------ Records for the exercise

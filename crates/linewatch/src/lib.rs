//! The core of a `linewatch` sensor node.
//!
//! A node watches a fixed set of digital input lines, keeps a bounded history
//! of their transitions, exposes their state over a small set of `HTTP` routes
//! and forwards every transition to a configurable remote endpoint.
//!
//! This crate provides APIs to:
//!
//! - Sample the monitored lines and detect level changes
//! - Record transitions in a fixed-capacity circular event log
//! - Dispatch outbound notifications, one request at a time, coalescing the
//!   requests that arrive while busy to the most recent one
//! - Persist the node credentials and the notification `URL` in a fixed
//!   byte region
//! - Render the node status as plain text and `JSON`
//! - Drive all of the above from a single cooperative tick
//!
//! Nothing in this crate blocks, and nothing allocates proportionally to the
//! node uptime. Every platform facility is reached through a trait:
//! [`embedded_hal::digital::InputPin`] for the lines, [`store::Storage`] for
//! the persistent region, [`dispatcher::Connector`] for outbound connections
//! and [`status::LinkInfo`] for the link-quality snapshot.
//!
//! This crate is `no_std` and only requires an allocator.

#![forbid(unsafe_code)]
#![deny(missing_docs)]
#![no_std]

extern crate alloc;

pub mod dispatcher;
/// Error management.
pub mod error;
/// Fixed-capacity event log.
pub mod history;
/// Monitored lines and their sampling.
pub mod line;
pub mod node;
pub mod response;
pub mod status;
pub mod store;

/// Default maximum number of monitored lines.
pub const MAX_LINES: usize = 32;

/// Default capacity of the event log.
pub const EVENT_LOG_CAPACITY: usize = 31;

------------

> _Your task_: Exactly the lines from the line holding "node uptime. Every" through the close of the listing above make up the answer; include nothing else.

> _Solution to this problem_:
//! node uptime. Every platform facility is reached through a trait:
//! [`embedded_hal::digital::InputPin`] for the lines, [`store::Storage`] for
//! the persistent region, [`dispatcher::Connector`] for outbound connections
//! and [`status::LinkInfo`] for the link-quality snapshot.
//!
//! This crate is `no_std` and only requires an allocator.

#![forbid(unsafe_code)]
#![deny(missing_docs)]
#![no_std]

extern crate alloc;

pub mod dispatcher;
/// Error management.
pub mod error;
/// Fixed-capacity event log.
pub mod history;
/// Monitored lines and their sampling.
pub mod line;
pub mod node;
pub mod response;
pub mod status;
pub mod store;

/// Default maximum number of monitored lines.
pub const MAX_LINES: usize = 32;

/// Default capacity of the event log.
pub const EVENT_LOG_CAPACITY: usize = 31;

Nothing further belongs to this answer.